Information given
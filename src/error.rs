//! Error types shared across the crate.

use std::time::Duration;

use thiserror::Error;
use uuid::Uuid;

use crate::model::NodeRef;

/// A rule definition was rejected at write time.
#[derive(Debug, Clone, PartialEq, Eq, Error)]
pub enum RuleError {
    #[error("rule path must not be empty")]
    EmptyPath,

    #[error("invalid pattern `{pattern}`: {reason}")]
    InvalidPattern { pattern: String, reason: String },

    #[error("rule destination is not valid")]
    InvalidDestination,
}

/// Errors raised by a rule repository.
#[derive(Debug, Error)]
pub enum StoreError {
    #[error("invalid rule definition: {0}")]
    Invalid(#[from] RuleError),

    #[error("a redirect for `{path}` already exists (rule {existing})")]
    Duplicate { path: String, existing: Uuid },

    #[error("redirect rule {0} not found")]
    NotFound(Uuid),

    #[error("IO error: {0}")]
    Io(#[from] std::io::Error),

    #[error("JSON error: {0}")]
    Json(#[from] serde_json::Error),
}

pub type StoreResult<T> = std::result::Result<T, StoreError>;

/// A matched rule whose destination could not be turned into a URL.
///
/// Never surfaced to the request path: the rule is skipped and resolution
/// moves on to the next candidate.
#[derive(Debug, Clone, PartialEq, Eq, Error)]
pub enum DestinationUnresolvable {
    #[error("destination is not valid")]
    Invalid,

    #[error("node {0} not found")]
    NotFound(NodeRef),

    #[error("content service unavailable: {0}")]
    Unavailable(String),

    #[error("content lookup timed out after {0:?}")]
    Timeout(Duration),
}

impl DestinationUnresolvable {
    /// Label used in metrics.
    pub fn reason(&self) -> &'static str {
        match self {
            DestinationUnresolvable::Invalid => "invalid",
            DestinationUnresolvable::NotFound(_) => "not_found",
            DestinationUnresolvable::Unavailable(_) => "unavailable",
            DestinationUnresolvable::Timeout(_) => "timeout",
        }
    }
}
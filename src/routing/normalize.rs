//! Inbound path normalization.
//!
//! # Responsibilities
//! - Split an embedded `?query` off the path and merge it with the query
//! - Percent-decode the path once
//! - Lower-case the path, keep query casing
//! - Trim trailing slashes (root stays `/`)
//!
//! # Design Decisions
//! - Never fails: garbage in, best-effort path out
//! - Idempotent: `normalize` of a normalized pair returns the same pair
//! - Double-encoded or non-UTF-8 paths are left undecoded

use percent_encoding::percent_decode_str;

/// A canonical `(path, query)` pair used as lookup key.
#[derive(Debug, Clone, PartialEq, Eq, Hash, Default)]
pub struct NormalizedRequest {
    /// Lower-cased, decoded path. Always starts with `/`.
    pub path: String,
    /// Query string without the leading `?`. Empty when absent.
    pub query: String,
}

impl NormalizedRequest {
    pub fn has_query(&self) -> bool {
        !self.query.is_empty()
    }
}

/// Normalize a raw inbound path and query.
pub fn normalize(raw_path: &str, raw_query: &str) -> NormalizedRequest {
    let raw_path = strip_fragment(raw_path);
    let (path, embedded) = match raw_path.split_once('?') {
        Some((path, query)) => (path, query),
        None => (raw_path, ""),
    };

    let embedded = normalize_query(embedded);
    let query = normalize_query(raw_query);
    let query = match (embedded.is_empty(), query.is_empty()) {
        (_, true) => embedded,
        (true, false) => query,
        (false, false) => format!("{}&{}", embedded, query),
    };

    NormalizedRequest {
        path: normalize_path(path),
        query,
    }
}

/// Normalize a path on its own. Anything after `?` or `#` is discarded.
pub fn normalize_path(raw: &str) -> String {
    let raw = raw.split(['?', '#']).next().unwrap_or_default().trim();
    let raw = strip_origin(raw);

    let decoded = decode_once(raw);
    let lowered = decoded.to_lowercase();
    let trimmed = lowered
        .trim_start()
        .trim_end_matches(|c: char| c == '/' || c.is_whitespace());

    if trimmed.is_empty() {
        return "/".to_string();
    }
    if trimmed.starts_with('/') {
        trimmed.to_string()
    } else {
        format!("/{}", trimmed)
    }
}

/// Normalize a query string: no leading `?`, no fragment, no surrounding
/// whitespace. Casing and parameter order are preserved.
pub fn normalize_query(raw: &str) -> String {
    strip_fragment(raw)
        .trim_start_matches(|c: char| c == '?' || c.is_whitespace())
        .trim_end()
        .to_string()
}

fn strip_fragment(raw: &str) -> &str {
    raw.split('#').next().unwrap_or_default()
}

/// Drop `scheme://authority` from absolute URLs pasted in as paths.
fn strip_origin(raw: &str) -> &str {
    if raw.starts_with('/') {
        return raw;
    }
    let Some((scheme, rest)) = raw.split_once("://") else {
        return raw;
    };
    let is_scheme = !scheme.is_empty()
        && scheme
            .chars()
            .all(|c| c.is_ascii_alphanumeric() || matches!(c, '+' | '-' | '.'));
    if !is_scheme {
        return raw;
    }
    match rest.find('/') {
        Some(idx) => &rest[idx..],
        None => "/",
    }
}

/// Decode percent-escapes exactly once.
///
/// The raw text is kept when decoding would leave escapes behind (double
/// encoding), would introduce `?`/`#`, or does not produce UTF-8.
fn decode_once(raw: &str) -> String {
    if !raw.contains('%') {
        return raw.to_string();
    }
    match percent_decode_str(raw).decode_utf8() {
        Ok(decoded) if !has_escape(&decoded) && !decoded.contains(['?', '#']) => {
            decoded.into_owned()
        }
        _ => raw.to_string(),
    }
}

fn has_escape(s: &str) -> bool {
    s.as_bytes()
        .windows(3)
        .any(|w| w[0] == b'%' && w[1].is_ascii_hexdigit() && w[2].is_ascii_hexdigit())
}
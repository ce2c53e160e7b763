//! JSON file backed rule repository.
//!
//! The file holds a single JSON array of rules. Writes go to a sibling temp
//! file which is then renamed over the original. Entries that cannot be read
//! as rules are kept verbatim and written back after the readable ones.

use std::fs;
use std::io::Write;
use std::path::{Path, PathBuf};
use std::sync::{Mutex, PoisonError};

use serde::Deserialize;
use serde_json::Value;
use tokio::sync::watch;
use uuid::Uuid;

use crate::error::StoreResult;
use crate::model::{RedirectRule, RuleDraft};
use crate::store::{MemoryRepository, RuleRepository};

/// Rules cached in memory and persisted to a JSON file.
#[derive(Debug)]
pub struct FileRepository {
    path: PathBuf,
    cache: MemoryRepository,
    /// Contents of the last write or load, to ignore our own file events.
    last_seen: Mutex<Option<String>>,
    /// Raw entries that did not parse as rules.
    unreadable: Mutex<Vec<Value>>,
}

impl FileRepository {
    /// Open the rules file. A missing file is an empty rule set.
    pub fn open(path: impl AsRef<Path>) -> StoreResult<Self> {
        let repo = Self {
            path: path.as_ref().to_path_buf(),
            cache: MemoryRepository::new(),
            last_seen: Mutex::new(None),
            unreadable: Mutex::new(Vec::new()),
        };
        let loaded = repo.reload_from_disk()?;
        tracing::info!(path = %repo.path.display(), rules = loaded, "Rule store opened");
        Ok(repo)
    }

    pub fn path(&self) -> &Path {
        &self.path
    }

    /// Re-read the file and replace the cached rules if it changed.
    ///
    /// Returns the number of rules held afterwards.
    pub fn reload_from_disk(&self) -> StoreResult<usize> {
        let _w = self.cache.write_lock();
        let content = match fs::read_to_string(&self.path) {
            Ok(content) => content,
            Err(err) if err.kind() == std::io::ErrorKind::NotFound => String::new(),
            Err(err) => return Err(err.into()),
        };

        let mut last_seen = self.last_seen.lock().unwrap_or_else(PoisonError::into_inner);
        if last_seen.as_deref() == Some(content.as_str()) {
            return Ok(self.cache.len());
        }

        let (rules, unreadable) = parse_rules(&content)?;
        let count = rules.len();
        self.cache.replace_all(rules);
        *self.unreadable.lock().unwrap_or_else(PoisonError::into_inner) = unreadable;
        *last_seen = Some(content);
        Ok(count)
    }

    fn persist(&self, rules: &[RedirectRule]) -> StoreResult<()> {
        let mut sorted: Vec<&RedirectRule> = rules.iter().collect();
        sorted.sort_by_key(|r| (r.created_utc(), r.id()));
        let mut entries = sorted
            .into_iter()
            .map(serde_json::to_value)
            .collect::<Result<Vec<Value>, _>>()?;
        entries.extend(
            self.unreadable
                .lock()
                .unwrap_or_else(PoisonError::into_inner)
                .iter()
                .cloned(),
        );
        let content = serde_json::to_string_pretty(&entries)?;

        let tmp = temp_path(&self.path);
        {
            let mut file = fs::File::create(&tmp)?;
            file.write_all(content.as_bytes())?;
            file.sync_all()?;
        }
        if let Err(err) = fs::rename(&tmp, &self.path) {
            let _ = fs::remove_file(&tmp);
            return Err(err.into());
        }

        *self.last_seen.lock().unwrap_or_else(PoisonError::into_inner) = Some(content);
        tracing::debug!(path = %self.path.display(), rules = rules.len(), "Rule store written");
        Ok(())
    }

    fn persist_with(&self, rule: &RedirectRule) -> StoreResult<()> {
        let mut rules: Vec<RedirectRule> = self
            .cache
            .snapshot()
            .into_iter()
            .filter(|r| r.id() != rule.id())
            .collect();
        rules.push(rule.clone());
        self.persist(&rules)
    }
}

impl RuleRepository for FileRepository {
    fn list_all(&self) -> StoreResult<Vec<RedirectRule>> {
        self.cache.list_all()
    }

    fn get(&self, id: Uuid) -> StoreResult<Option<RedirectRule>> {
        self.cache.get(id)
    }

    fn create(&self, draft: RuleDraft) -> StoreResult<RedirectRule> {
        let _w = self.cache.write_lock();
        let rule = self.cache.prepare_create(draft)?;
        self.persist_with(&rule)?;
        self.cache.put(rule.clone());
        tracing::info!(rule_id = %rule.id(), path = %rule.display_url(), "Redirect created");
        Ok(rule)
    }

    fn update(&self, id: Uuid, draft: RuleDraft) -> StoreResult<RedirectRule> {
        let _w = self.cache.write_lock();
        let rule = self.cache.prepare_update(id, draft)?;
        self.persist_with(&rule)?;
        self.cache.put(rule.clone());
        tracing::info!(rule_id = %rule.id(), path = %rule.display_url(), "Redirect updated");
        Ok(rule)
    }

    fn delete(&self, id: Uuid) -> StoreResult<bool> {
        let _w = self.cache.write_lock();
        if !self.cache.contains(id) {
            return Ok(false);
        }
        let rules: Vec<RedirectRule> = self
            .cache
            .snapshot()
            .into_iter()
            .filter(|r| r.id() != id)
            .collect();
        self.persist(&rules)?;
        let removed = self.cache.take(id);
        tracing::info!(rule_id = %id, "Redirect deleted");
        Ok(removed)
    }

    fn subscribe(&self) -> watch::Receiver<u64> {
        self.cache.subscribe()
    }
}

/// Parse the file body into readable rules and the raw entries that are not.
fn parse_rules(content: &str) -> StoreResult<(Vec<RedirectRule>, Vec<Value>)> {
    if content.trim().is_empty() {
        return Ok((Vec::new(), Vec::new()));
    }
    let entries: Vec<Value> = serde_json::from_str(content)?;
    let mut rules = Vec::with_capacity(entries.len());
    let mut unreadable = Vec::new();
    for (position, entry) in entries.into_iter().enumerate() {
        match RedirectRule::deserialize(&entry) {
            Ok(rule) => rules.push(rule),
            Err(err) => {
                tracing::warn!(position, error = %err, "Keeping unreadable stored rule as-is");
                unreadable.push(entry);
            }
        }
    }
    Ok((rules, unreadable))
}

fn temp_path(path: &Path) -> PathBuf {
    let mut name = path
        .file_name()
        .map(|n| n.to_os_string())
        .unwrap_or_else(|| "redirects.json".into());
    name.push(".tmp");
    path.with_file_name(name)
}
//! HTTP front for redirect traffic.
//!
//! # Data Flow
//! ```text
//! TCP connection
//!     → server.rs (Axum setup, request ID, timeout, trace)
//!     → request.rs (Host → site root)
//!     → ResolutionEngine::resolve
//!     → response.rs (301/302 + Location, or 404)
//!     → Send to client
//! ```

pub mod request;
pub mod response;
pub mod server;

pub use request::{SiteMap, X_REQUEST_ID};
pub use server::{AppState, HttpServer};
==
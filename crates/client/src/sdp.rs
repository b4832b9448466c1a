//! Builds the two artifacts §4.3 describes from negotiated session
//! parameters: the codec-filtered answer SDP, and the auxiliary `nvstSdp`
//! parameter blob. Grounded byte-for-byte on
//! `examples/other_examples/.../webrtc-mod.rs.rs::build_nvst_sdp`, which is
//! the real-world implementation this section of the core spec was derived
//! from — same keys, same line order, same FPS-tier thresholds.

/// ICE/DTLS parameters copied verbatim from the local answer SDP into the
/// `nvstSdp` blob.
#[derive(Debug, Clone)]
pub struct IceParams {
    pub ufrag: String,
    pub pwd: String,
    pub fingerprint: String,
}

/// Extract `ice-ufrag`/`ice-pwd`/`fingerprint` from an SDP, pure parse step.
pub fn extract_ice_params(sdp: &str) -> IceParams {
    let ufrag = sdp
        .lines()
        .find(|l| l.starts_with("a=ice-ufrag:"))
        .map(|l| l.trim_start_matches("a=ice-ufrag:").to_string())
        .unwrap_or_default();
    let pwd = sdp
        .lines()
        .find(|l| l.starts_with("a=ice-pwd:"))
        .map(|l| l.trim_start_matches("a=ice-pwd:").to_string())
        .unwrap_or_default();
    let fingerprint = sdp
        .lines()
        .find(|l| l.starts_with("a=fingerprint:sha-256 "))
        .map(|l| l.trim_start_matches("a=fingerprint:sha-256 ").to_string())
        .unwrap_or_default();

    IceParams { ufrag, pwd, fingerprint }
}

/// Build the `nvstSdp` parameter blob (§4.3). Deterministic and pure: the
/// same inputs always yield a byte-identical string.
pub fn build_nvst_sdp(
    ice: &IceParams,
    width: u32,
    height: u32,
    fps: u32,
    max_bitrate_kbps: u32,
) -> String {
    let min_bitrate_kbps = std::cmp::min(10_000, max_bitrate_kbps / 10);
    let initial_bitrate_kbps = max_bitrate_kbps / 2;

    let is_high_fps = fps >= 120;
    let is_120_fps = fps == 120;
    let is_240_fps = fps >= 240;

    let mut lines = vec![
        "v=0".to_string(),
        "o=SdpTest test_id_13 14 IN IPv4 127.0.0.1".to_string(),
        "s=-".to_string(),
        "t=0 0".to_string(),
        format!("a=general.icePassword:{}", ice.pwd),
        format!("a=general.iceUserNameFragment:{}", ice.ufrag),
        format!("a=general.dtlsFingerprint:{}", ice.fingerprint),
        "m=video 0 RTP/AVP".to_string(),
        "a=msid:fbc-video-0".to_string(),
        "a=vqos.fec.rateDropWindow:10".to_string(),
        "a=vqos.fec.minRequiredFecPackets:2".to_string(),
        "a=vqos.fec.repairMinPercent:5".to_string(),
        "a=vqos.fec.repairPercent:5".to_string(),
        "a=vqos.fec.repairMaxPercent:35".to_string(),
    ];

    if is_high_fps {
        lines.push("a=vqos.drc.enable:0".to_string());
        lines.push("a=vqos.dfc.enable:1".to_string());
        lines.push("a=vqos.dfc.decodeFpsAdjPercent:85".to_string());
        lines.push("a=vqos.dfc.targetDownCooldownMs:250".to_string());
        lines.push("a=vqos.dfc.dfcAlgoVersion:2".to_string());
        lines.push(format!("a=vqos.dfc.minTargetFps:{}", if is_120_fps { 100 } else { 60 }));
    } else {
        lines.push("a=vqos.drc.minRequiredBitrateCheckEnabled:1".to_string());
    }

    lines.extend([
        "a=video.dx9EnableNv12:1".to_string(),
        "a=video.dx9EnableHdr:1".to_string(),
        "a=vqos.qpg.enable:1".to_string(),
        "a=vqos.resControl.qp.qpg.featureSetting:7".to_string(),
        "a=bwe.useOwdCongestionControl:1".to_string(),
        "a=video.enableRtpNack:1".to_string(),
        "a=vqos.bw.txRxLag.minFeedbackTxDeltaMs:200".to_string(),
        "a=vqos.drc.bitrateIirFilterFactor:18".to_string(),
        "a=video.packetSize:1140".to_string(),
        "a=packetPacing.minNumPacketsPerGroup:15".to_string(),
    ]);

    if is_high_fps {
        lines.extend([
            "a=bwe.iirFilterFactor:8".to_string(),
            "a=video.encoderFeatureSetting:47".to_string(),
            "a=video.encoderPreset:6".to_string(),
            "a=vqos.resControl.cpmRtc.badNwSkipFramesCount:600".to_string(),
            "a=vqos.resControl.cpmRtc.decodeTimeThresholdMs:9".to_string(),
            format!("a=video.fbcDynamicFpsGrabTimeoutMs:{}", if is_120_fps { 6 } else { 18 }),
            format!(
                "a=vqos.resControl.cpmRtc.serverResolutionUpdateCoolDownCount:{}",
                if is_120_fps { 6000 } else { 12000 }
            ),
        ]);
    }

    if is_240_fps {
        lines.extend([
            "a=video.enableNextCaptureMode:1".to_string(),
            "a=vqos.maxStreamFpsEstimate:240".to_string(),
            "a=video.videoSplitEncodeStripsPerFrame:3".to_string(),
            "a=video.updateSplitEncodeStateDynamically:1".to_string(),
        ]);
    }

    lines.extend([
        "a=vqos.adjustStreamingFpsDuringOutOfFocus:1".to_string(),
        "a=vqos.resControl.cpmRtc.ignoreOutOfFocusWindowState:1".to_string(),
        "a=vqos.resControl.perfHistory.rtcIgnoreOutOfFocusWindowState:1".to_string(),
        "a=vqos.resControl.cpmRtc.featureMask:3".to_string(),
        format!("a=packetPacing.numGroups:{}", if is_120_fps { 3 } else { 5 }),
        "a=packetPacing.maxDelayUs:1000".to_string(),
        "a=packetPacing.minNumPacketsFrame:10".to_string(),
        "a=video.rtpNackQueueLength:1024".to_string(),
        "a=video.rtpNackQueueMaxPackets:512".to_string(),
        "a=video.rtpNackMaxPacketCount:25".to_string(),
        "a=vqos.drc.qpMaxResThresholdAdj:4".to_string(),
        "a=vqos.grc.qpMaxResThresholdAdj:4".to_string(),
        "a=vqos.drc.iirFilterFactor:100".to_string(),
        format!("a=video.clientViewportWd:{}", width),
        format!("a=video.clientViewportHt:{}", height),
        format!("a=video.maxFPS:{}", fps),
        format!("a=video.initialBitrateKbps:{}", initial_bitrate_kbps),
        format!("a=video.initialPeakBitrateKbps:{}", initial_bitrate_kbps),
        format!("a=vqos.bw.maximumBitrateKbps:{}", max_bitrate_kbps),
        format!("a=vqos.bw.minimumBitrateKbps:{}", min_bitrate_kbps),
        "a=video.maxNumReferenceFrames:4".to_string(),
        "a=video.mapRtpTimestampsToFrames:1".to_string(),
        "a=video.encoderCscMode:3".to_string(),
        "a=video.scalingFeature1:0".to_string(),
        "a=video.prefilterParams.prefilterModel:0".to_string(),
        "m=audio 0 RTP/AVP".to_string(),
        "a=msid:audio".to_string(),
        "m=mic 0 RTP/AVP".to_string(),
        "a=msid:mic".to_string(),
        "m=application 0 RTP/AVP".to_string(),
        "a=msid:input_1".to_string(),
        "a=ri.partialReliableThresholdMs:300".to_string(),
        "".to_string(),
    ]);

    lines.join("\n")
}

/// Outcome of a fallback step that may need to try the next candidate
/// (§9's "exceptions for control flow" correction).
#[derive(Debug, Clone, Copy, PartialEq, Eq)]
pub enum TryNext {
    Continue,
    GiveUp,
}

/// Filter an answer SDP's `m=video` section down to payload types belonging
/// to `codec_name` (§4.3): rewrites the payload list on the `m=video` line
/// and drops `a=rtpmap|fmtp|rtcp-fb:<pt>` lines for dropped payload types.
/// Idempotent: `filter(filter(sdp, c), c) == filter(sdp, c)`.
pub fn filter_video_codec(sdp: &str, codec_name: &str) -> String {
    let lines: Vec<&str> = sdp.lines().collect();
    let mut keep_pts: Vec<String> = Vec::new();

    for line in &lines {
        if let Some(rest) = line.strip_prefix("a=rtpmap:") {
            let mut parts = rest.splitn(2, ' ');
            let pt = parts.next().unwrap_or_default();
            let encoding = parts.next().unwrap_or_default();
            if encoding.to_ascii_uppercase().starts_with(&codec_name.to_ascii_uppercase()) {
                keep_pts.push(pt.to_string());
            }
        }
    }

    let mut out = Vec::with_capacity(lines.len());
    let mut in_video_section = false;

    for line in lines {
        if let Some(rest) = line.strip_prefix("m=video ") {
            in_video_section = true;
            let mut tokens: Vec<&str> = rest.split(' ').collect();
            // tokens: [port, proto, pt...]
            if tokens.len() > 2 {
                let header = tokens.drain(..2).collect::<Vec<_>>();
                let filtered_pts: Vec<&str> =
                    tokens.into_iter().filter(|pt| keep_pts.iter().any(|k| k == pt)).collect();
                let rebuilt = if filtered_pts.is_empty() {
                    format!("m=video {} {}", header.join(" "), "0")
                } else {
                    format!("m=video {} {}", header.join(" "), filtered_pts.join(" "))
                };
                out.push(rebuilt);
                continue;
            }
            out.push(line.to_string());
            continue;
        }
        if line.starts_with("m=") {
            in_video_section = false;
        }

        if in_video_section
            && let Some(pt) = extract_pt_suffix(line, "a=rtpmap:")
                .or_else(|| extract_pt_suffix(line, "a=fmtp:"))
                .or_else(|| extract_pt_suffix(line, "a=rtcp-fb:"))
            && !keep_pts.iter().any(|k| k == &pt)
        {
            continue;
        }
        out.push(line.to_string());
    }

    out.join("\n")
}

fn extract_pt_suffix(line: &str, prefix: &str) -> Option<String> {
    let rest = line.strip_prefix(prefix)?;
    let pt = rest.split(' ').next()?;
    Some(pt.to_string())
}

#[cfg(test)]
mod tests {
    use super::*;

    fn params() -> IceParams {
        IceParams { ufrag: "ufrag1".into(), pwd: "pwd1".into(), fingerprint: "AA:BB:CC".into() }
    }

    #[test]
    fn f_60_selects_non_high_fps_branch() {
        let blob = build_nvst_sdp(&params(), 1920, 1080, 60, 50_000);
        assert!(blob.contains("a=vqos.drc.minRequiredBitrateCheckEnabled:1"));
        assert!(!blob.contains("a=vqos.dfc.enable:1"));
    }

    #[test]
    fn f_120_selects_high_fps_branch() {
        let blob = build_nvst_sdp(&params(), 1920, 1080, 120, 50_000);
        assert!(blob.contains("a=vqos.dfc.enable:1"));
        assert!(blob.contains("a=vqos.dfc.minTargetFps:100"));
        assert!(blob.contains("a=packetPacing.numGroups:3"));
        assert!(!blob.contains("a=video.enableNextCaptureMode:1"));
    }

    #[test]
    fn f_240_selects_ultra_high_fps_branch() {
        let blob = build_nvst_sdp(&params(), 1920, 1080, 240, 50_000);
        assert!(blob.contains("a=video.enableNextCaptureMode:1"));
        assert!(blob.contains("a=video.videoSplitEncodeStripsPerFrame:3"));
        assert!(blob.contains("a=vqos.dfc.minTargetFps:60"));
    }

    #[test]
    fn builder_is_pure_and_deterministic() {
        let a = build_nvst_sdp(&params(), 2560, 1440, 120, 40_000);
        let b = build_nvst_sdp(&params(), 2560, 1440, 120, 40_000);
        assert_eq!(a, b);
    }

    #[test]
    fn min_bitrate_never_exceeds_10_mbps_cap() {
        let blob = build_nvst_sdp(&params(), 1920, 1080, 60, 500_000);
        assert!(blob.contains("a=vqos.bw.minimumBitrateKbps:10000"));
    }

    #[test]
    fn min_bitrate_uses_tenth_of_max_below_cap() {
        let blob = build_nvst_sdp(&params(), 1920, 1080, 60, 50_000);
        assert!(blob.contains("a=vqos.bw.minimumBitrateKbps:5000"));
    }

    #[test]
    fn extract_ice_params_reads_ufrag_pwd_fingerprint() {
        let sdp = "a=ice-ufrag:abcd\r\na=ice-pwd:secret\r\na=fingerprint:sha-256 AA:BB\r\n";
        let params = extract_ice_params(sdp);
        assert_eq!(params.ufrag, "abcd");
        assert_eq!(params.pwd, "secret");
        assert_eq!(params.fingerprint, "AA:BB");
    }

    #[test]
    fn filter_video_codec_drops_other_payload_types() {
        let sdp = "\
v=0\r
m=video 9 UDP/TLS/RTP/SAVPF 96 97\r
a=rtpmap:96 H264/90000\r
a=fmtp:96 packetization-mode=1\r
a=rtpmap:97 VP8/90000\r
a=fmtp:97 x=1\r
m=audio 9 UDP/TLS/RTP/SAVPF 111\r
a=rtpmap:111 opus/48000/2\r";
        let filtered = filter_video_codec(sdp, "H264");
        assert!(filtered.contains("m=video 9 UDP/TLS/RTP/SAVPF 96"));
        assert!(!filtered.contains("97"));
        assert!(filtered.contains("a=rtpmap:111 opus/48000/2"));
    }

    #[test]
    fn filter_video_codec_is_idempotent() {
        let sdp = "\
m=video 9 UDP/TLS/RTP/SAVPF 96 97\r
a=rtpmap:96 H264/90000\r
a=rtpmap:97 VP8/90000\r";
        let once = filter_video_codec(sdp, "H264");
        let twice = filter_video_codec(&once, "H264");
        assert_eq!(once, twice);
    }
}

Task brief
Only the lines above from the one with "fn persist_with(&self, rule: &RedirectRule)" up to and including the one with "let entries: Vec<Value>" should be repeated, exactly as written.

Your response
    fn persist_with(&self, rule: &RedirectRule) -> StoreResult<()> {
        let mut rules: Vec<RedirectRule> = self
            .cache
            .snapshot()
            .into_iter()
            .filter(|r| r.id() != rule.id())
            .collect();
        rules.push(rule.clone());
        self.persist(&rules)
    }
}

impl RuleRepository for FileRepository {
    fn list_all(&self) -> StoreResult<Vec<RedirectRule>> {
        self.cache.list_all()
    }

    fn get(&self, id: Uuid) -> StoreResult<Option<RedirectRule>> {
        self.cache.get(id)
    }

    fn create(&self, draft: RuleDraft) -> StoreResult<RedirectRule> {
        let _w = self.cache.write_lock();
        let rule = self.cache.prepare_create(draft)?;
        self.persist_with(&rule)?;
        self.cache.put(rule.clone());
        tracing::info!(rule_id = %rule.id(), path = %rule.display_url(), "Redirect created");
        Ok(rule)
    }

    fn update(&self, id: Uuid, draft: RuleDraft) -> StoreResult<RedirectRule> {
        let _w = self.cache.write_lock();
        let rule = self.cache.prepare_update(id, draft)?;
        self.persist_with(&rule)?;
        self.cache.put(rule.clone());
        tracing::info!(rule_id = %rule.id(), path = %rule.display_url(), "Redirect updated");
        Ok(rule)
    }

    fn delete(&self, id: Uuid) -> StoreResult<bool> {
        let _w = self.cache.write_lock();
        if !self.cache.contains(id) {
            return Ok(false);
        }
        let rules: Vec<RedirectRule> = self
            .cache
            .snapshot()
            .into_iter()
            .filter(|r| r.id() != id)
            .collect();
        self.persist(&rules)?;
        let removed = self.cache.take(id);
        tracing::info!(rule_id = %id, "Redirect deleted");
        Ok(removed)
    }

    fn subscribe(&self) -> watch::Receiver<u64> {
        self.cache.subscribe()
    }
}

/// Parse the file body into readable rules and the raw entries that are not.
fn parse_rules(content: &str) -> StoreResult<(Vec<RedirectRule>, Vec<Value>)> {
    if content.trim().is_empty() {
        return Ok((Vec::new(), Vec::new()));
    }
    let entries: Vec<Value> = serde_json::from_str(content)?;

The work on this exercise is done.